Please print all of the records that follow with nothing altered.

━━ Data for this task ━━

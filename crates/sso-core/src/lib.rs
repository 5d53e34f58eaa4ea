//! # sso-core
//!
//! Configuration, error handling and logging setup shared by the SAML SSO
//! gateway crates.
//!
//! This crate holds the process-level pieces that every other crate in the
//! workspace depends on: the [`SsoConfig`] loaded at startup, the common
//! [`Error`] type and the tracing subscriber bootstrap.

#![forbid(unsafe_code)]
#![warn(missing_docs)]

pub mod config;
pub mod error;
pub mod logging;

pub use config::SsoConfig;
pub use error::{Error, Result};
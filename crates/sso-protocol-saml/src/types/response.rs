//! SAML Response types.
//!
//! Status-only responses sent back to a service provider when one of its
//! authentication requests is rejected. They never carry assertions.

use chrono::{DateTime, SecondsFormat, Utc};
use serde::{Deserialize, Serialize};

use super::{Status, SAMLP_NS, SAML_NS, SAML_VERSION_20};
use crate::signature::{SignableDocument, XmlSignature};
use crate::xml::escape;

/// SAML Response.
#[derive(Debug, Clone, Serialize, Deserialize)]
pub struct Response {
    /// Unique identifier for this response.
    pub id: String,

    /// Version of the SAML protocol (always "2.0").
    pub version: String,

    /// Timestamp when this response was issued.
    pub issue_instant: DateTime<Utc>,

    /// The entity ID of the identity provider that issued this response.
    pub issuer: String,

    /// The ID of the request this response is for.
    #[serde(skip_serializing_if = "Option::is_none")]
    pub in_response_to: Option<String>,

    /// The URL where this response is sent.
    #[serde(skip_serializing_if = "Option::is_none")]
    pub destination: Option<String>,

    /// The status of the response.
    pub status: Status,

    /// The enveloped signature, if signed.
    #[serde(skip)]
    pub signature: Option<XmlSignature>,
}

impl Response {
    /// Creates a new error response.
    #[must_use]
    pub fn error(issuer: impl Into<String>, status: Status) -> Self {
        Self {
            id: format!("_{}", uuid::Uuid::new_v4()),
            version: SAML_VERSION_20.to_string(),
            issue_instant: Utc::now(),
            issuer: issuer.into(),
            in_response_to: None,
            destination: None,
            status,
            signature: None,
        }
    }

    /// Sets the request ID this response is for. An empty ID is ignored.
    #[must_use]
    pub fn in_response_to(mut self, request_id: impl Into<String>) -> Self {
        let request_id = request_id.into();
        self.in_response_to = (!request_id.is_empty()).then_some(request_id);
        self
    }

    /// Sets the destination URL.
    #[must_use]
    pub fn with_destination(mut self, url: impl Into<String>) -> Self {
        self.destination = Some(url.into());
        self
    }

    /// Returns true if this response indicates success.
    #[must_use]
    pub fn is_success(&self) -> bool {
        self.status.is_success()
    }
}

impl SignableDocument for Response {
    fn id(&self) -> &str {
        &self.id
    }

    fn to_xml(&self) -> String {
        let mut out = format!(
            "<samlp:Response xmlns:samlp=\"{SAMLP_NS}\" xmlns:saml=\"{SAML_NS}\" ID=\"{}\" Version=\"{}\" IssueInstant=\"{}\"",
            escape(&self.id),
            escape(&self.version),
            self.issue_instant.to_rfc3339_opts(SecondsFormat::Millis, true)
        );
        if let Some(destination) = &self.destination {
            out.push_str(&format!(" Destination=\"{}\"", escape(destination)));
        }
        if let Some(in_response_to) = &self.in_response_to {
            out.push_str(&format!(" InResponseTo=\"{}\"", escape(in_response_to)));
        }
        out.push('>');

        out.push_str("<saml:Issuer>");
        out.push_str(&escape(&self.issuer));
        out.push_str("</saml:Issuer>");
        if let Some(signature) = &self.signature {
            out.push_str(&signature.to_xml());
        }
        self.status.write_xml(&mut out);

        out.push_str("</samlp:Response>");
        out
    }

    fn signature(&self) -> Option<&XmlSignature> {
        self.signature.as_ref()
    }

    fn set_signature(&mut self, signature: Option<XmlSignature>) {
        self.signature = signature;
    }
}
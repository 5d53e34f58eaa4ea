//! # sso-crypto
//!
//! Cryptographic operations for SAML message signing using aws-lc-rs.
//!
//! Provides digests, raw RSA PKCS#1 v1.5 and ECDSA signatures, X.509
//! credential handling and the process-wide crypto settings.
//!
//! ## Legacy algorithms
//!
//! SHA-1 based signatures exist in deployed SAML service providers. They are
//! available for verification only and must be enabled explicitly through
//! [`provider::init`].

#![forbid(unsafe_code)]
#![warn(missing_docs)]

pub mod algorithm;
pub mod credential;
pub mod hash;
pub mod provider;
pub mod signature;

pub use algorithm::{HashAlgorithm, SignatureScheme};
pub use credential::{CredentialError, CredentialProvider, X509Credential};
pub use hash::{hash, sha256, sha384, sha512};
pub use provider::CryptoSettings;
pub use signature::{sign, verify, SignatureError};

━━━

*Reply:*
filename crates/sso-core/src/lib.rs
repository 5d53e34f58eaa4ea
//! # sso-core
//!
//! Configuration, error handling and logging setup shared by the SAML SSO
//! gateway crates.
//!
//! This crate holds the process-level pieces that every other crate in the
//! workspace depends on: the [`SsoConfig`] loaded at startup, the common
//! [`Error`] type and the tracing subscriber bootstrap.

#![forbid(unsafe_code)]
#![warn(missing_docs)]

pub mod config;
pub mod error;
pub mod logging;

pub use config::SsoConfig;
pub use error::{Error, Result};
filename crates/sso-protocol-saml/src/types/response.rs
//! SAML Response types.
//!
//! Status-only responses sent back to a service provider when one of its
//! authentication requests is rejected. They never carry assertions.

use chrono::{DateTime, SecondsFormat, Utc};
use serde::{Deserialize, Serialize};

use super::{Status, SAMLP_NS, SAML_NS, SAML_VERSION_20};
use crate::signature::{SignableDocument, XmlSignature};
use crate::xml::escape;

/// SAML Response.
#[derive(Debug, Clone, Serialize, Deserialize)]
pub struct Response {
    /// Unique identifier for this response.
    pub id: String,

    /// Version of the SAML protocol (always "2.0").
    pub version: String,

    /// Timestamp when this response was issued.
    pub issue_instant: DateTime<Utc>,

    /// The entity ID of the identity provider that issued this response.
    pub issuer: String,

    /// The ID of the request this response is for.
    #[serde(skip_serializing_if = "Option::is_none")]
    pub in_response_to: Option<String>,

    /// The URL where this response is sent.
    #[serde(skip_serializing_if = "Option::is_none")]
    pub destination: Option<String>,

    /// The status of the response.
    pub status: Status,

    /// The enveloped signature, if signed.
    #[serde(skip)]
    pub signature: Option<XmlSignature>,
}

impl Response {
    /// Creates a new error response.
    #[must_use]
    pub fn error(issuer: impl Into<String>, status: Status) -> Self {
        Self {
            id: format!("_{}", uuid::Uuid::new_v4()),
            version: SAML_VERSION_20.to_string(),
            issue_instant: Utc::now(),
            issuer: issuer.into(),
            in_response_to: None,
            destination: None,
            status,
            signature: None,
        }
    }

    /// Sets the request ID this response is for. An empty ID is ignored.
    #[must_use]
    pub fn in_response_to(mut self, request_id: impl Into<String>) -> Self {
        let request_id = request_id.into();
        self.in_response_to = (!request_id.is_empty()).then_some(request_id);
        self
    }

    /// Sets the destination URL.
    #[must_use]
    pub fn with_destination(mut self, url: impl Into<String>) -> Self {
        self.destination = Some(url.into());
        self
    }

    /// Returns true if this response indicates success.
    #[must_use]
    pub fn is_success(&self) -> bool {
        self.status.is_success()
    }
}

impl SignableDocument for Response {
    fn id(&self) -> &str {
        &self.id
    }

    fn to_xml(&self) -> String {
        let mut out = format!(
            "<samlp:Response xmlns:samlp=\"{SAMLP_NS}\" xmlns:saml=\"{SAML_NS}\" ID=\"{}\" Version=\"{}\" IssueInstant=\"{}\"",
            escape(&self.id),
            escape(&self.version),
            self.issue_instant.to_rfc3339_opts(SecondsFormat::Millis, true)
        );
        if let Some(destination) = &self.destination {
            out.push_str(&format!(" Destination=\"{}\"", escape(destination)));
        }
        if let Some(in_response_to) = &self.in_response_to {
            out.push_str(&format!(" InResponseTo=\"{}\"", escape(in_response_to)));
        }
        out.push('>');

        out.push_str("<saml:Issuer>");
        out.push_str(&escape(&self.issuer));
        out.push_str("</saml:Issuer>");
        if let Some(signature) = &self.signature {
            out.push_str(&signature.to_xml());
        }
        self.status.write_xml(&mut out);

        out.push_str("</samlp:Response>");
        out
    }

    fn signature(&self) -> Option<&XmlSignature> {
        self.signature.as_ref()
    }

    fn set_signature(&mut self, signature: Option<XmlSignature>) {
        self.signature = signature;
    }
}
repository 5d53e34f58eaa4ea
//! # sso-crypto
//!
//! Cryptographic operations for SAML message signing using aws-lc-rs.
//!
//! Provides digests, raw RSA PKCS#1 v1.5 and ECDSA signatures, X.509
//! credential handling and the process-wide crypto settings.
//!
//! ## Legacy algorithms
//!
//! SHA-1 based signatures exist in deployed SAML service providers. They are
//! available for verification only and must be enabled explicitly through
//! [`provider::init`].

#![forbid(unsafe_code)]
#![warn(missing_docs)]

pub mod algorithm;
pub mod credential;
pub mod hash;
pub mod provider;
pub mod signature;

pub use algorithm::{HashAlgorithm, SignatureScheme};
pub use credential::{CredentialError, CredentialProvider, X509Credential};
pub use hash::{hash, sha256, sha384, sha512};
pub use provider::CryptoSettings;
pub use signature::{sign, verify, SignatureError};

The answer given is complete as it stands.